# Artificial Neural Networks - 3rd Assignment - Armin Abbasi Najarzadeh

# Part 1 (Autoencoders)

## a) Explain what problems sampling from the 𝑞(𝑧|𝑥) distribution leads to in Variational- Autoencoders, explain how the sampling process can be rewritten to solve the problems, and give an explanation of how this trick works.

In Variational Autoencoders (VAEs), the goal is to learn a latent variable model for the data, and this is done by maximizing the Evidence Lower BOund (ELBO) on the log-likelihood of the data. The ELBO involves an expectation over the approximate posterior q(z|x), which is intractable to compute exactly. Therefore, we resort to Monte Carlo estimation, which involves sampling from q(z|x). 

However, this sampling operation is non-differentiable, which poses a problem because we want to optimize the parameters of our model (including the parameters of q(z|x)) using gradient-based optimization methods like stochastic gradient descent. This is where ***the reparameterization trick*** comes in.

The reparameterization trick is a method to rewrite the sampling operation in a differentiable manner. Instead of directly sampling z from q(z|x), we sample an auxiliary random variable ε from a simple distribution (like a standard normal distribution), and then transform ε using a deterministic function g such that z = g(ε,x). The function g is chosen such that the distribution of z is the same as q(z|x). 

For example, if q(z|x) is a Gaussian distribution with mean μ(x) and standard deviation σ(x) (both functions of x), then we can choose g(ε,x)= μ(x)+ σ(x)  .  ε. 

This way, the randomness is isolated to the ε variable, and the transformation g is fully deterministic and differentiable with respect to its inputs. Therefore, we can backpropagate gradients through the sampling operation, which allows us to optimize the parameters of q(z|x) using gradient-based optimization methods. This is the essence of the reparameterization trick. 

## b) How can you use a VAE to measure the degree of imbalance in a dataset? What are the advantages and disadvantages of this method compared to other techniques?

A Variational Autoencoder (VAE) can be used to measure the degree of imbalance in a dataset by examining the latent space that the VAE learns. In a balanced dataset, the distribution of data points in the latent space should be relatively uniform. However, in an imbalanced dataset, certain regions of the latent space will be more densely populated than others, reflecting the over-represented classes in the dataset.
Here are the steps to follow:
1. Train a VAE on your dataset.
2. Map your data points to the latent space using the encoder part of the VAE.
3. Analyze the distribution of data points in the latent space.

Advantages of this method:
- It provides a visual and intuitive way to understand data imbalance.
- It can capture complex and non-linear data distributions, which might be missed by simpler methods.

Disadvantages of this method:
- Training a VAE can be computationally expensive, especially for large datasets.
- The interpretation of the latent space can be challenging and sometimes not straightforward.
- This method might not be suitable for datasets with high-dimensional inputs or many classes, as the latent space might become too complex to interpret.
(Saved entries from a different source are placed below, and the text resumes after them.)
//! # Pipeline Error Taxonomy
//!
//! Every failure a caller can observe from the command pipeline collapses into a
//! [`PipelineError`]. Lower layers keep their own error enums
//! ([`GatewayError`](crate::resilience::GatewayError),
//! [`TransactionError`](crate::transaction::TransactionError)) and convert into
//! this one at the pipeline boundary, which is the single place that decides a
//! command's terminal state and idempotency outcome.

use serde::{Deserialize, Serialize};
use std::fmt;
use std::time::Duration;
use thiserror::Error;

/// Stable classification of a pipeline failure, shared with presenters and
/// cached inside idempotency records.
#[derive(Debug, Clone, Copy, PartialEq, Eq, Hash, Serialize, Deserialize)]
#[serde(rename_all = "snake_case")]
pub enum ErrorKind {
    /// Payload failed structural validation; the user must correct it
    InvalidInput,
    /// Current state forbids the command (capacity, uniqueness, ownership)
    BusinessRuleViolation,
    /// Another submission with the same key is still executing
    DuplicateRequest,
    /// The user declined the confirmation prompt
    UserCancelled,
    /// The backend was known to be unreachable before an attempt
    ConnectionInterrupted,
    /// Transient failures consumed the whole retry budget
    RetriesExhausted,
    /// Fatal, non-retryable backend failure
    PersistenceError,
    /// A rollback could not undo every applied mutation
    CompensationFailed,
    /// An external cancellation signal aborted the command
    Cancelled,
    /// The pipeline deadline elapsed
    TimedOut,
}

impl ErrorKind {
    /// Whether a *new* submission (fresh idempotency key) may reasonably succeed
    pub fn is_retryable(&self) -> bool {
        matches!(
            self,
            Self::ConnectionInterrupted | Self::RetriesExhausted | Self::TimedOut
        )
    }
}

impl fmt::Display for ErrorKind {
    fn fmt(&self, f: &mut fmt::Formatter<'_>) -> fmt::Result {
        match self {
            Self::InvalidInput => write!(f, "invalid_input"),
            Self::BusinessRuleViolation => write!(f, "business_rule_violation"),
            Self::DuplicateRequest => write!(f, "duplicate_request"),
            Self::UserCancelled => write!(f, "user_cancelled"),
            Self::ConnectionInterrupted => write!(f, "connection_interrupted"),
            Self::RetriesExhausted => write!(f, "retries_exhausted"),
            Self::PersistenceError => write!(f, "persistence_error"),
            Self::CompensationFailed => write!(f, "compensation_failed"),
            Self::Cancelled => write!(f, "cancelled"),
            Self::TimedOut => write!(f, "timed_out"),
        }
    }
}

#[derive(Debug, Clone, PartialEq, Error)]
pub enum PipelineError {
    #[error("Invalid input: {0}")]
    InvalidInput(String),

    #[error("Business rule violation: {0}")]
    BusinessRuleViolation(String),

    #[error("Request already processed for idempotency key {key}")]
    DuplicateRequest { key: String },

    #[error("Cancelled by user: {0}")]
    UserCancelled(String),

    #[error("Connection to server interrupted during {operation}")]
    ConnectionInterrupted { operation: String },

    #[error("Retries exhausted for {operation} after {attempts} attempts: {last_error}")]
    RetriesExhausted {
        operation: String,
        attempts: u32,
        last_error: String,
    },

    #[error("Persistence error: {0}")]
    PersistenceError(String),

    #[error("Compensation failed for transaction {transaction_id}: {reason}")]
    CompensationFailed {
        transaction_id: String,
        reason: String,
    },

    #[error("Command cancelled")]
    Cancelled,

    #[error("Command timed out after {0:?}")]
    TimedOut(Duration),
}

impl PipelineError {
    pub fn kind(&self) -> ErrorKind {
        match self {
            Self::InvalidInput(_) => ErrorKind::InvalidInput,
            Self::BusinessRuleViolation(_) => ErrorKind::BusinessRuleViolation,
            Self::DuplicateRequest { .. } => ErrorKind::DuplicateRequest,
            Self::UserCancelled(_) => ErrorKind::UserCancelled,
            Self::ConnectionInterrupted { .. } => ErrorKind::ConnectionInterrupted,
            Self::RetriesExhausted { .. } => ErrorKind::RetriesExhausted,
            Self::PersistenceError(_) => ErrorKind::PersistenceError,
            Self::CompensationFailed { .. } => ErrorKind::CompensationFailed,
            Self::Cancelled => ErrorKind::Cancelled,
            Self::TimedOut(_) => ErrorKind::TimedOut,
        }
    }

    pub fn is_retryable(&self) -> bool {
        self.kind().is_retryable()
    }

    /// Stable, user-actionable message shown by the presentation layer.
    ///
    /// Validation and business-rule messages are already phrased for the user
    /// and pass through unchanged; infrastructure failures never leak internals.
    pub fn user_message(&self) -> String {
        match self {
            Self::InvalidInput(msg) | Self::BusinessRuleViolation(msg) => msg.clone(),
            Self::DuplicateRequest { .. } => "Request already processed".to_string(),
            Self::UserCancelled(_) | Self::Cancelled => "Operation cancelled".to_string(),
            Self::ConnectionInterrupted { .. } => {
                "Connection to the server interrupted. Please try again.".to_string()
            }
            Self::RetriesExhausted { .. } => {
                "The server is not responding. Please try again later.".to_string()
            }
            Self::PersistenceError(_) => "The operation could not be saved.".to_string(),
            Self::CompensationFailed { .. } => {
                "The operation failed and could not be fully undone. Please contact support."
                    .to_string()
            }
            Self::TimedOut(_) => "The operation timed out. Please try again.".to_string(),
        }
    }

    pub fn invalid_input(msg: impl Into<String>) -> Self {
        Self::InvalidInput(msg.into())
    }

    pub fn business_rule(msg: impl Into<String>) -> Self {
        Self::BusinessRuleViolation(msg.into())
    }
}

impl From<serde_json::Error> for PipelineError {
    fn from(error: serde_json::Error) -> Self {
        PipelineError::InvalidInput(format!("Malformed payload: {error}"))
    }
}

pub type PipelineResult<T> = std::result::Result<T, PipelineError>;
Compared to other techniques, such as simply counting the number of instances in each class, using a VAE provides a more nuanced understanding of data imbalance, as it takes into account the distribution of data points in the feature space. However, it is also more complex and computationally expensive. Therefore, the choice of method depends on the specific requirements of your task and the resources available to you.

## c) How does the hyperparameter beta affect the trade-off between reconstruction accuracy and disentanglement in a variational autoencoder?

The hyperparameter β in a Variational Autoencoder (VAE) plays a crucial role in balancing the trade-off between reconstruction accuracy and disentanglement of the latent variables.

In the VAE loss function, there are two terms: the reconstruction loss and the KL divergence. The reconstruction loss encourages the VAE to accurately reconstruct the input data, while the KL divergence encourages the learned distribution to be close to a prior (usually a standard normal distribution), promoting disentanglement of the latent variables.

The hyperparameter β is used to weight the KL divergence term in the loss function. Here's how it affects the trade-off:

- If β=1, the model is a standard VAE. The two terms in the loss function are balanced, and the model must equally consider accurate reconstruction and disentanglement.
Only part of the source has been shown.